• _Records supplied_
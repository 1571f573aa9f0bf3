//! Session-scoped progress of one card through its mode queue.
//!
//! `CardStudyState` is a value: applying an answer returns a new state and
//! leaves the old one untouched.

use crate::error::{DrillError, Result};
use crate::modes::ExerciseMode;
use crate::rating::{self, ModeAttempts, RatingBreakdown};
use crate::types::{CardId, CardStatus};

/// What an accepted answer did to a card.
#[derive(Debug, Clone, Copy, PartialEq, Eq)]
pub enum Transition {
    /// Mode passed, more modes remain.
    Passed,
    /// Mode failed and is queued for a retry.
    Failed,
    /// Last outstanding mode passed.
    Completed,
    /// A mode ran out of attempts; the card is finalised as Again.
    Exhausted,
}

impl Transition {
    pub fn is_final(self) -> bool {
        matches!(self, Self::Completed | Self::Exhausted)
    }
}

#[derive(Debug, Clone, PartialEq)]
pub struct CardStudyState<V> {
    card_id: CardId,
    vocabulary: V,
    original_state: CardStatus,
    mode_queue: Vec<ExerciseMode>,
    current_mode_index: usize,
    retry_queue: Vec<ExerciseMode>,
    mode_attempts: ModeAttempts,
    used_hint: bool,
    is_complete: bool,
    exhausted: bool,
}

impl<V: Clone> CardStudyState<V> {
    /// A card with an empty mode queue starts out complete.
    pub fn new(card_id: CardId, vocabulary: V, original_state: CardStatus, mode_queue: Vec<ExerciseMode>) -> Self {
        let is_complete = mode_queue.is_empty();
        Self {
            card_id,
            vocabulary,
            original_state,
            mode_queue,
            current_mode_index: 0,
            retry_queue: Vec::new(),
            mode_attempts: ModeAttempts::new(),
            used_hint: false,
            is_complete,
            exhausted: false,
        }
    }

    pub fn card_id(&self) -> CardId {
        self.card_id
    }

    pub fn vocabulary(&self) -> &V {
        &self.vocabulary
    }

    pub fn original_state(&self) -> CardStatus {
        self.original_state
    }

    pub fn mode_queue(&self) -> &[ExerciseMode] {
        &self.mode_queue
    }

    pub fn current_mode_index(&self) -> usize {
        self.current_mode_index
    }

    pub fn retry_queue(&self) -> &[ExerciseMode] {
        &self.retry_queue
    }

    pub fn mode_attempts(&self) -> &ModeAttempts {
        &self.mode_attempts
    }

    pub fn used_hint(&self) -> bool {
        self.used_hint
    }

    pub fn is_complete(&self) -> bool {
        self.is_complete
    }

    /// Whether the card has cleared the given round's barrier.
    pub fn is_past_round(&self, round: usize) -> bool {
        self.is_complete || self.current_mode_index > round
    }

    /// The mode to show for this card in `round`, if any.
    ///
    /// A card that has run ahead of the round only gets its failed modes;
    /// otherwise it gets its next scheduled mode once the round allows it.
    pub fn current_mode(&self, round: usize) -> Option<ExerciseMode> {
        if self.is_complete {
            return None;
        }
        let retry = self.retry_queue.first().copied();
        let exhausted = self.current_mode_index >= self.mode_queue.len();

        if retry.is_some() && self.current_mode_index > round {
            retry
        } else if self.current_mode_index <= round && !exhausted {
            Some(self.mode_queue[self.current_mode_index])
        } else if exhausted {
            retry
        } else {
            None
        }
    }

    /// Composite rating, available once the card is complete.
    ///
    /// A card with no exercises has no failures and rates as a clean run.
    pub fn rating(&self) -> Option<RatingBreakdown> {
        if !self.is_complete {
            return None;
        }
        if self.exhausted {
            Some(rating::exhausted(&self.mode_attempts, self.used_hint))
        } else {
            Some(rating::breakdown(&self.mode_attempts, self.used_hint))
        }
    }

    /// Apply one answer for `mode` in `round`.
    ///
    /// Answers for anything other than the currently resolved mode are
    /// rejected without producing a new state.
    pub fn apply(
        &self,
        mode: ExerciseMode,
        passed: bool,
        used_hint: bool,
        round: usize,
        max_attempts: Option<u32>,
    ) -> Result<(Self, Transition)> {
        if self.is_complete {
            return Err(DrillError::CardComplete(self.card_id));
        }
        let expected = self.current_mode(round);
        if expected != Some(mode) {
            return Err(DrillError::StaleAnswer {
                card_id: self.card_id,
                expected,
                got: mode,
            });
        }

        let mut next = self.clone();
        next.used_hint |= used_hint;
        let attempts = next.mode_attempts.entry(mode).or_insert(0);
        *attempts += 1;
        let attempts = *attempts;

        if passed {
            next.retry_queue.retain(|queued| *queued != mode);
            if !next.retry_queue.is_empty() {
                return Ok((next, Transition::Passed));
            }
            if next.current_mode_index + 1 >= next.mode_queue.len() {
                next.current_mode_index = next.mode_queue.len();
                next.is_complete = true;
                return Ok((next, Transition::Completed));
            }
            next.current_mode_index += 1;
            return Ok((next, Transition::Passed));
        }

        if !next.retry_queue.contains(&mode) {
            next.retry_queue.push(mode);
        }
        if max_attempts.is_some_and(|cap| attempts >= cap) {
            next.retry_queue.clear();
            next.current_mode_index = next.mode_queue.len();
            next.is_complete = true;
            next.exhausted = true;
            return Ok((next, Transition::Exhausted));
        }
        Ok((next, Transition::Failed))
    }
}

#[cfg(test)]
mod tests {
    use super::*;
    use crate::types::Rating;
    use pretty_assertions::assert_eq;
    use ExerciseMode::*;

    fn state(modes: Vec<ExerciseMode>) -> CardStudyState<&'static str> {
        CardStudyState::new(1, "perro", CardStatus::New, modes)
    }

    fn pass(s: &CardStudyState<&'static str>, mode: ExerciseMode, round: usize) -> CardStudyState<&'static str> {
        s.apply(mode, true, false, round, None).unwrap().0
    }

    fn fail(s: &CardStudyState<&'static str>, mode: ExerciseMode, round: usize) -> CardStudyState<&'static str> {
        s.apply(mode, false, false, round, None).unwrap().0
    }

    #[test]
    fn empty_queue_is_complete() {
        let s = state(vec![]);
        assert!(s.is_complete());
        assert_eq!(s.current_mode(0), None);
        assert_eq!(s.rating().unwrap().rating, Rating::Easy);
    }

    #[test]
    fn completes_after_one_pass_per_mode() {
        let s = state(vec![Reading, Typing, Cloze]);
        let s = pass(&s, Reading, 0);
        assert_eq!(s.current_mode_index(), 1);
        let s = pass(&s, Typing, 1);
        assert!(!s.is_complete());
        let (s, transition) = s.apply(Cloze, true, false, 2, None).unwrap();
        assert_eq!(transition, Transition::Completed);
        assert!(s.is_complete());
        assert_eq!(s.current_mode_index(), 3);
        assert_eq!(s.rating().unwrap().rating, Rating::Easy);
    }

    #[test]
    fn next_mode_waits_for_round() {
        let s = pass(&state(vec![Reading, Typing]), Reading, 0);
        assert_eq!(s.current_mode(0), None);
        assert_eq!(s.current_mode(1), Some(Typing));
        assert!(s.is_past_round(0));
        assert!(!s.is_past_round(1));
    }

    #[test]
    fn failed_mode_is_retried_once() {
        let s = state(vec![Typing, Cloze]);
        let s = fail(&s, Typing, 0);
        let s = fail(&s, Typing, 0);
        assert_eq!(s.retry_queue(), &[Typing]);
        assert_eq!(s.mode_attempts()[&Typing], 2);
        assert_eq!(s.current_mode_index(), 0);
        assert_eq!(s.current_mode(0), Some(Typing));

        let s = pass(&s, Typing, 0);
        assert!(s.retry_queue().is_empty());
        assert_eq!(s.mode_attempts()[&Typing], 3);
        assert_eq!(s.current_mode_index(), 1);
    }

    #[test]
    fn attempts_count_failures_plus_pass() {
        let s = state(vec![Cloze]);
        let s = fail(&s, Cloze, 0);
        let s = pass(&s, Cloze, 0);
        let rating = s.rating().unwrap();
        assert_eq!(rating.total_fails, 1);
        assert_eq!(rating.rating, Rating::Good);
    }

    #[test]
    fn stale_mode_rejected_without_change() {
        let s = state(vec![Reading, Typing]);
        let err = s.apply(Typing, true, false, 0, None).unwrap_err();
        assert!(matches!(
            err,
            DrillError::StaleAnswer {
                expected: Some(Reading),
                got: Typing,
                ..
            }
        ));
        assert_eq!(s.current_mode_index(), 0);
        assert!(s.mode_attempts().is_empty());
    }

    #[test]
    fn complete_card_rejects_answers() {
        let s = pass(&state(vec![Reading]), Reading, 0);
        assert!(matches!(
            s.apply(Reading, true, false, 1, None),
            Err(DrillError::CardComplete(1))
        ));
    }

    #[test]
    fn apply_leaves_original_untouched() {
        let s = state(vec![Reading, Typing]);
        let (next, _) = s.apply(Reading, false, true, 0, None).unwrap();
        assert!(s.mode_attempts().is_empty());
        assert!(!s.used_hint());
        assert!(next.used_hint());
        assert_eq!(next.retry_queue(), &[Reading]);
    }

    #[test]
    fn hint_sticks_for_the_session() {
        let s = state(vec![Reading, Typing]);
        let (s, _) = s.apply(Reading, true, true, 0, None).unwrap();
        let s = pass(&s, Typing, 1);
        assert!(s.used_hint());
        assert_eq!(s.rating().unwrap().rating, Rating::Good);
    }

    #[test]
    fn retry_cap_finalises_as_again() {
        let s = state(vec![Spelling, Cloze]);
        let (s, transition) = s.apply(Spelling, false, false, 0, Some(2)).unwrap();
        assert_eq!(transition, Transition::Failed);
        let (s, transition) = s.apply(Spelling, false, false, 0, Some(2)).unwrap();
        assert_eq!(transition, Transition::Exhausted);
        assert!(s.is_complete());
        assert!(s.retry_queue().is_empty());
        assert_eq!(s.current_mode(0), None);
        assert_eq!(s.rating().unwrap().rating, Rating::Again);
    }
}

• _Task to complete_
Restate word for word the lines of the data above, starting at the line containing "let expected = self.current_mode(round);" and ending at the line containing "let mut next = self.clone();", both included, and nothing more.

• _Task solution_
        let expected = self.current_mode(round);
        if expected != Some(mode) {
            return Err(DrillError::StaleAnswer {
                card_id: self.card_id,
                expected,
                got: mode,
            });
        }

        let mut next = self.clone();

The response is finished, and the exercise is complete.